結局、このレースのメダリストは1回目の上位者で2回目を無難に滑り降りた選手でした(金メダルは34才のMario Matt選手:オーストリア)。
レース解説者はあまり説明をしてくれていませんでしたが、相当に雪が柔らかく、掘れて硬い部分と溜まった雪によりスキー板を取られたように見えました。また、コースセットもスタート後の急斜面は旗門間隔短く、中盤の緩斜面入り口までトリッキーなセットであったと思います。完走者が117人中45人、コースセット自体に無理があるのでは、そんな批判もあったようですが、難度の高いセットの攻略も見物の一つですから、私個人的にはこれもありと興味深く見ていました。
佐々木選手、湯淺選手ともにこの結果を不本意に思い、悔しい結果であったことをインタビューで答えていましたが、それは痛いほど分かりました。
何が彼らが持つ本来のスキー技術が発揮されなかったのか、メンタル面に何かあったのか、色々と考えてみましたが、まったく不明です。

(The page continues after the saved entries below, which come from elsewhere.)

//! Refresh interval parsing
//!
//! Intervals are written as a sequence of decimal numbers, each with a unit:
//! `ns`, `us` (or `µs`), `ms`, `s`, `m`, `h`. Examples: `30m`, `1h30m`,
//! `1.5h`, `90s`.
//!
//! The scheduler works in whole seconds. Anything shorter than a second
//! runs every second, and fractional seconds are dropped.

use std::fmt;
use std::time::Duration;

use super::SchedulerError;

const NANOS_PER_SECOND: u128 = 1_000_000_000;

/// Longest accepted interval, in nanoseconds
const MAX_NANOS: u128 = i64::MAX as u128;

/// Fraction digits beyond this are ignored
const MAX_FRACTION_DIGITS: usize = 18;

/// A validated refresh interval
#[derive(Debug, Clone, PartialEq, Eq)]
pub struct RefreshInterval {
    text: String,
    period: Duration,
}

impl RefreshInterval {
    pub fn parse(input: &str) -> Result<Self, SchedulerError> {
        let text = input.trim();
        if text.is_empty() {
            return Err(SchedulerError::EmptyInterval);
        }

        let invalid = |reason: String| SchedulerError::InvalidInterval {
            input: text.to_string(),
            reason,
        };

        let nanos = parse_nanos(text).map_err(invalid)?;
        if nanos == 0 {
            return Err(invalid("must be greater than zero".to_string()));
        }

        let seconds = (nanos / NANOS_PER_SECOND).max(1) as u64;
        Ok(Self {
            text: text.to_string(),
            period: Duration::from_secs(seconds),
        })
    }

    /// Time between fires
    pub fn period(&self) -> Duration {
        self.period
    }

    /// The interval as the caller wrote it
    pub fn as_str(&self) -> &str {
        &self.text
    }
}

impl fmt::Display for RefreshInterval {
    fn fmt(&self, f: &mut fmt::Formatter<'_>) -> fmt::Result {
        f.write_str(&self.text)
    }
}

fn unit_nanos(unit: &str) -> Option<u128> {
    match unit {
        "ns" => Some(1),
        "us" | "µs" | "μs" => Some(1_000),
        "ms" => Some(1_000_000),
        "s" => Some(NANOS_PER_SECOND),
        "m" => Some(60 * NANOS_PER_SECOND),
        "h" => Some(3_600 * NANOS_PER_SECOND),
        _ => None,
    }
}

fn split_digits(s: &str) -> (&str, &str) {
    let end = s.find(|c: char| !c.is_ascii_digit()).unwrap_or(s.len());
    s.split_at(end)
}

/// Total length in nanoseconds. A lone `0` is accepted here and rejected
/// by the caller as zero.
fn parse_nanos(text: &str) -> Result<u128, String> {
    let (negative, mut rest) = match text.as_bytes().first() {
        Some(b'-') => (true, &text[1..]),
        Some(b'+') => (false, &text[1..]),
        _ => (false, text),
    };

    if rest == "0" {
        return Ok(0);
    }
    if rest.is_empty() {
        return Err("missing value".to_string());
    }

    let mut total: u128 = 0;
    while !rest.is_empty() {
        let (whole, after) = split_digits(rest);
        let (fraction, after) = match after.strip_prefix('.') {
            Some(tail) => split_digits(tail),
            None => ("", after),
        };
        if whole.is_empty() && fraction.is_empty() {
            return Err(format!("expected a number at {rest:?}"));
        }

        let unit_end = after
            .find(|c: char| c.is_ascii_digit() || c == '.')
            .unwrap_or(after.len());
        let (unit, remainder) = after.split_at(unit_end);
        let scale = match unit_nanos(unit) {
            Some(scale) => scale,
            None if unit.is_empty() => return Err(format!("missing unit after {whole}")),
            None => return Err(format!("unknown unit {unit:?}")),
        };

        let whole: u128 = if whole.is_empty() {
            0
        } else {
            whole.parse().map_err(|_| "value out of range".to_string())?
        };
        let mut value = whole
            .checked_mul(scale)
            .ok_or_else(|| "value out of range".to_string())?;

        if !fraction.is_empty() {
            let digits = &fraction[..fraction.len().min(MAX_FRACTION_DIGITS)];
            let numerator: u128 = digits
                .parse()
                .map_err(|_| "value out of range".to_string())?;
            value += numerator * scale / 10u128.pow(digits.len() as u32);
        }

        total = total
            .checked_add(value)
            .filter(|t| *t <= MAX_NANOS)
            .ok_or_else(|| "value out of range".to_string())?;
        rest = remainder;
    }

    if negative && total > 0 {
        return Err("must be greater than zero".to_string());
    }
    Ok(total)
}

彼らはワールドカップを転戦するトップスキーヤーですから、本番で大失敗をするとは思えないのです。
今回のJOCからの派遣は、選手2名に対して役員6名がスキー・アルペン競技をサポートしていました(監督1名、コーチ4名、トレーナー1名)。
きちんと考察して欲しい点でもありますし、湯淺選手については、4年後のオリンピックを目指すとのことですから、是非とも引き続き頑張って欲しいところです。
それにしても、これから日本のアルペンスキーはどうなるのでしょうか?
女子について云えば、連続2大会のオリンピックに選手を派遣していません。
男子については、回転の1種目のみ、滑降、スーパーG、大回転、コンバインドには選手を出していません。

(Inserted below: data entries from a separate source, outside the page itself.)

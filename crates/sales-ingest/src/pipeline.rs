//! Concurrent CSV ingestion
//!
//! One reader task decodes the source and feeds a bounded queue; a fixed pool
//! of workers drains it and upserts the customer, product and order of each
//! row, in that order. The first error of the run, whether raised by the
//! reader or a worker, is the one reported; later errors are logged and
//! dropped. Every run ends with exactly one [`RunRecord`] appended to the run
//! log.
//!
//! Rows already written stay written when a run fails.
//!
//! # Example
//!
//! ```no_run
//! use std::sync::Arc;
//! use sales_ingest::{IngestionPipeline, MemoryStore};
//!
//! # async fn example() -> Result<(), sales_ingest::IngestError> {
//! let store = Arc::new(MemoryStore::new());
//! let pipeline = IngestionPipeline::new(store.clone(), store.clone(), 4)?;
//! let record = pipeline.run("data/sales_data.csv").await?;
//! println!("{} rows, status {}", record.rows_loaded, record.status);
//! # Ok(())
//! # }
//! ```

use std::path::Path;
use std::sync::atomic::{AtomicU64, Ordering};
use std::sync::{Arc, OnceLock};
use std::time::{Duration, Instant};

use chrono::Utc;
use csv_async::{AsyncReader, AsyncReaderBuilder, StringRecord};
use futures::future::join_all;
use tokio::fs::File;
use tokio::sync::{mpsc, Mutex};
use tokio::task::JoinError;
use tokio_util::sync::CancellationToken;
use tracing::{debug, error, info, info_span, trace, warn, Instrument};

use crate::error::IngestError;
use crate::models::{EntityDocument, RunRecord};
use crate::record::SourceRecord;
use crate::store::{EntityStore, RunLogSink};

/// Cancellation and deadline for a single run
#[derive(Debug, Clone, Default)]
pub struct RunControl {
    /// Cancelling stops the reader; workers finish their current row and exit
    pub cancel: CancellationToken,
    /// Hard ceiling; when it elapses the run is abandoned and logged as failed
    pub timeout: Option<Duration>,
}

impl RunControl {
    pub fn new() -> Self {
        Self::default()
    }

    pub fn with_timeout(mut self, timeout: Duration) -> Self {
        self.timeout = Some(timeout);
        self
    }

    pub fn with_cancel(mut self, cancel: CancellationToken) -> Self {
        self.cancel = cancel;
        self
    }
}

#[derive(Clone)]
pub struct IngestionPipeline {
    store: Arc<dyn EntityStore>,
    run_log: Arc<dyn RunLogSink>,
    worker_count: usize,
}

impl IngestionPipeline {
    pub fn new(
        store: Arc<dyn EntityStore>,
        run_log: Arc<dyn RunLogSink>,
        worker_count: usize,
    ) -> Result<Self, IngestError> {
        if worker_count == 0 {
            return Err(IngestError::InvalidWorkerCount(worker_count));
        }
        Ok(Self {
            store,
            run_log,
            worker_count,
        })
    }

    pub fn worker_count(&self) -> usize {
        self.worker_count
    }

    /// Capacity of the row queue between reader and workers
    pub fn queue_capacity(&self) -> usize {
        self.worker_count * 2
    }

    /// Ingest `source` with no deadline.
    pub async fn run(&self, source: impl AsRef<Path>) -> Result<RunRecord, IngestError> {
        self.run_with(source, RunControl::default()).await
    }

    /// Ingest `source` honoring `control`.
    ///
    /// Returns `Ok` whenever the run record was appended, including for
    /// failed runs; inspect [`RunRecord::status`]. Returns
    /// [`IngestError::RunLog`] when the record itself could not be written.
    pub async fn run_with(
        &self,
        source: impl AsRef<Path>,
        control: RunControl,
    ) -> Result<RunRecord, IngestError> {
        let source = source.as_ref();
        let span = info_span!(
            "ingestion_run",
            source = %source.display(),
            workers = self.worker_count
        );
        self.execute(source, control).instrument(span).await
    }

    async fn execute(&self, source: &Path, control: RunControl) -> Result<RunRecord, IngestError> {
        let start_time = Utc::now();
        let started = Instant::now();
        info!("Starting ingestion run");

        let outcome = self.ingest(source, &control).await;
        let record = match outcome.error {
            None => RunRecord::succeeded(start_time, outcome.rows_read),
            Some(message) => RunRecord::failed(start_time, outcome.rows_read, message),
        };

        let elapsed_ms = started.elapsed().as_millis() as u64;
        match &record.error_msg {
            None => info!(
                rows = record.rows_loaded,
                status = %record.status,
                elapsed_ms,
                "Ingestion run completed"
            ),
            Some(message) => warn!(
                rows = record.rows_loaded,
                status = %record.status,
                elapsed_ms,
                error = %message,
                "Ingestion run failed"
            ),
        }

        if let Err(source) = self.run_log.append(&record).await {
            error!(run_id = %record.id, error = %source, "Failed to append run log");
            return Err(IngestError::RunLog {
                record: Box::new(record),
                source,
            });
        }

        Ok(record)
    }

    async fn ingest(&self, source: &Path, control: &RunControl) -> Outcome {
        let deadline = Deadline::starting_now(control.timeout);

        // Opening blocks until a FIFO has a writer
        let reader = tokio::select! {
            biased;
            _ = control.cancel.cancelled() => return Outcome::failed(IngestError::Cancelled),
            limit = deadline.elapsed() => {
                warn!(timeout = ?limit, "Ingestion run timed out opening the source");
                return Outcome::failed(IngestError::TimedOut(limit));
            },
            opened = open_source(source) => match opened {
                Ok(reader) => reader,
                Err(e) => return Outcome::failed(e),
            },
        };

        let stop = control.cancel.child_token();
        let failure = Arc::new(FirstFailure::default());
        let rows_read = Arc::new(AtomicU64::new(0));
        let (tx, rx) = mpsc::channel(self.queue_capacity());
        let queue = Arc::new(Mutex::new(rx));

        let workers: Vec<_> = (1..=self.worker_count)
            .map(|id| {
                let worker = Worker {
                    id,
                    store: Arc::clone(&self.store),
                    queue: Arc::clone(&queue),
                    failure: Arc::clone(&failure),
                    stop: stop.clone(),
                };
                tokio::spawn(worker.run().in_current_span())
            })
            .collect();
        drop(queue);

        let reader = tokio::spawn(
            read_rows(reader, tx, Arc::clone(&failure), Arc::clone(&rows_read), stop.clone())
                .in_current_span(),
        );

        let drained = async {
            let mut interrupted = false;
            for (index, joined) in join_all(workers).await.into_iter().enumerate() {
                match joined {
                    Ok(exit) => interrupted |= exit == TaskExit::Cancelled,
                    Err(e) => failure.report(panicked(format!("worker {}", index + 1), e)),
                }
            }
            match reader.await {
                Ok(exit) => interrupted |= exit == TaskExit::Cancelled,
                Err(e) => failure.report(panicked("reader".to_string(), e)),
            }
            interrupted
        };

        let interrupted = tokio::select! {
            interrupted = drained => interrupted,
            limit = deadline.elapsed() => {
                // Tasks see the stop signal and wind down on their own;
                // the run does not wait for them.
                stop.cancel();
                warn!(timeout = ?limit, "Ingestion run timed out");
                failure.report(IngestError::TimedOut(limit));
                false
            },
        };

        if interrupted {
            failure.report(IngestError::Cancelled);
        }

        Outcome {
            rows_read: rows_read.load(Ordering::SeqCst),
            error: failure.message(),
        }
    }
}

async fn open_source(source: &Path) -> Result<AsyncReader<File>, IngestError> {
    let file = File::open(source)
        .await
        .map_err(|e| IngestError::SourceAccess {
            path: source.to_path_buf(),
            source: e,
        })?;

    let mut reader = AsyncReaderBuilder::new()
        .has_headers(false)
        .flexible(true)
        .create_reader(file);

    let mut header = StringRecord::new();
    match reader.read_record(&mut header).await {
        Ok(true) => debug!(columns = header.len(), "Read header"),
        Ok(false) => return Err(IngestError::Header("source is empty".to_string())),
        Err(e) => return Err(IngestError::Header(e.to_string())),
    }
    Ok(reader)
}

/// Hard ceiling of a run, fixed when the run starts
#[derive(Debug, Clone, Copy)]
struct Deadline(Option<(Duration, tokio::time::Instant)>);

impl Deadline {
    fn starting_now(limit: Option<Duration>) -> Self {
        Self(limit.map(|limit| (limit, tokio::time::Instant::now() + limit)))
    }

    /// Resolves to the limit once it has passed; never resolves without one
    async fn elapsed(self) -> Duration {
        match self.0 {
            Some((limit, at)) => {
                tokio::time::sleep_until(at).await;
                limit
            },
            None => std::future::pending().await,
        }
    }
}

struct Outcome {
    rows_read: u64,
    error: Option<String>,
}

impl Outcome {
    fn failed(error: IngestError) -> Self {
        error!(error = %error, "Ingestion aborted before reading rows");
        Self {
            rows_read: 0,
            error: Some(error.to_string()),
        }
    }
}

/// How a reader or worker task ended
#[derive(Debug, Clone, Copy, PartialEq, Eq)]
enum TaskExit {
    /// Source exhausted (reader) or queue closed and empty (worker)
    Completed,
    Failed,
    Cancelled,
    /// Reader only: every worker had exited
    Abandoned,
}

/// First-write-wins error cell shared by the reader and the workers
#[derive(Default)]
struct FirstFailure(OnceLock<IngestError>);

impl FirstFailure {
    fn report(&self, err: IngestError) {
        if let Err(dropped) = self.0.set(err) {
            debug!(error = %dropped, "Dropping error, run already failed");
        }
    }

    fn message(&self) -> Option<String> {
        self.0.get().map(ToString::to_string)
    }
}

fn panicked(task: String, err: JoinError) -> IngestError {
    IngestError::TaskPanicked {
        task,
        message: err.to_string(),
    }
}

async fn read_rows(
    mut reader: AsyncReader<File>,
    queue: mpsc::Sender<SourceRecord>,
    failure: Arc<FirstFailure>,
    rows_read: Arc<AtomicU64>,
    stop: CancellationToken,
) -> TaskExit {
    let mut fields = StringRecord::new();
    let mut row: u64 = 0;

    loop {
        if stop.is_cancelled() {
            return TaskExit::Cancelled;
        }

        row += 1;
        match reader.read_record(&mut fields).await {
            Ok(true) => {},
            Ok(false) => {
                debug!(rows = row - 1, "Reached end of source");
                return TaskExit::Completed;
            },
            Err(e) => {
                let err = IngestError::SourceFormat {
                    row,
                    reason: e.to_string(),
                };
                error!(error = %err, "Stopping reader");
                failure.report(err);
                return TaskExit::Failed;
            },
        }

        let record = match SourceRecord::from_fields(row, fields.iter()) {
            Ok(record) => record,
            Err(err) => {
                error!(error = %err, "Stopping reader");
                failure.report(err);
                return TaskExit::Failed;
            },
        };

        tokio::select! {
            biased;
            _ = stop.cancelled() => return TaskExit::Cancelled,
            sent = queue.send(record) => {
                if sent.is_err() {
                    debug!(row, "All workers exited, stopping reader");
                    return TaskExit::Abandoned;
                }
            }
        }
        rows_read.fetch_add(1, Ordering::SeqCst);
    }
}

struct Worker {
    id: usize,
    store: Arc<dyn EntityStore>,
    queue: Arc<Mutex<mpsc::Receiver<SourceRecord>>>,
    failure: Arc<FirstFailure>,
    stop: CancellationToken,
}

impl Worker {
    async fn run(self) -> TaskExit {
        debug!(worker = self.id, "Worker started");
        let mut processed: u64 = 0;

        let exit = loop {
            let next = tokio::select! {
                biased;
                _ = self.stop.cancelled() => break TaskExit::Cancelled,
                next = async { self.queue.lock().await.recv().await } => next,
            };
            let Some(record) = next else {
                break TaskExit::Completed;
            };

            if let Err(err) = process_record(self.store.as_ref(), &record).await {
                error!(worker = self.id, order_id = %record.order_id, error = %err, "Worker stopping");
                self.failure.report(err);
                break TaskExit::Failed;
            }
            processed += 1;
        };

        debug!(worker = self.id, processed, exit = ?exit, "Worker exited");
        exit
    }
}

/// Upsert customer, then product, then order. Stops at the first failure;
/// a bad sale date leaves the customer and product written.
async fn process_record(store: &dyn EntityStore, record: &SourceRecord) -> Result<(), IngestError> {
    upsert(store, record.customer().into()).await?;
    upsert(store, record.product().into()).await?;
    upsert(store, record.order()?.into()).await?;
    Ok(())
}

async fn upsert(store: &dyn EntityStore, document: EntityDocument) -> Result<(), IngestError> {
    let kind = document.kind();
    let key = document.key().to_string();
    match store.upsert_if_absent(document).await {
        Ok(inserted) => {
            trace!(%kind, key, inserted, "Upserted");
            Ok(())
        },
        Err(source) => Err(IngestError::Persistence { kind, key, source }),
    }
}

本来であれば冬季オリンピックの花形競技であるアルペンスキーですが、日本に関して云うとフリースタイルやスノーボードに大きく押されています。
今後の選手育成や一般スキーヤーへの感心の広がりを考えると、不安にならざるを得ません。
統括している全日本スキー連盟(SAJ)は、オリンピックへの選手選考基準を次のように定めていました。
ソチ・オリンピックアルペンスキー出場条件基準
- 昨季の世界選手権、または2012~13年、13~14年のワールドカップで8位以内に入ること(1回以上)
- アルペンのみ競技レベルを考慮して「20位以内を2回以上」
これはメダルを取れる選手を絞り込む理由からだと思います。当然、他のスキー、スノーボード競技との予算配分もあるでしょうから、普通に考えれば納得もできます。
ただし、今後もこのように狭き門にしてしまうと、アルペンスキー競技でトップを目指す選手(ジュニア含め)が動機付けの観点から減ってしまうのではと思います。
国別の参加者枠との関係は分かりませんが、今回のソチでは少なくとも選考が期待されていた女子選手2名、男子でプラス1名いましたので、もう少し選考基準を緩めてもらえれば、日本選手の活躍が期待できたかもしれません。少なくとも、映像の視聴を我々は楽しめ、興味の幅を引き出せたかと思います。
かつては、国内でも滑降(ダウンヒル)の大会が存在していましたが、今はスキー場の営業上なくなってしまいましたので、800m を越える標高差を時速100キロを越えるスピードで滑り降りる、圧巻する滑走の醍醐味を見る機会もなくなりました。
そして、一般スキーヤーにとって手軽だった”コイン式のナスターレース”も最近は見なくなりましたし、そもそもポール常設バーンも減りました。SAJのスキー指導員検定においても、かつては制限滑降として競技基礎を求められましたが、今はなくなっています。
ハーフパイプやモーグルバーンをよく見かける反面、スキーアルペンの存在が益々遠くなってしまいました(機会の喪失により)。
レジャーや健康志向のスキーもよいですが、スキーをする誰もが、もう少し技術向上や機会として競技系への参入がしやすい環境整備が必要だと思いますし、日本のスキー界の発展にとっても重要だと思います。
4年後には、新たなヒーローがスキーアルペン界にも登場することを祈りたいと思います。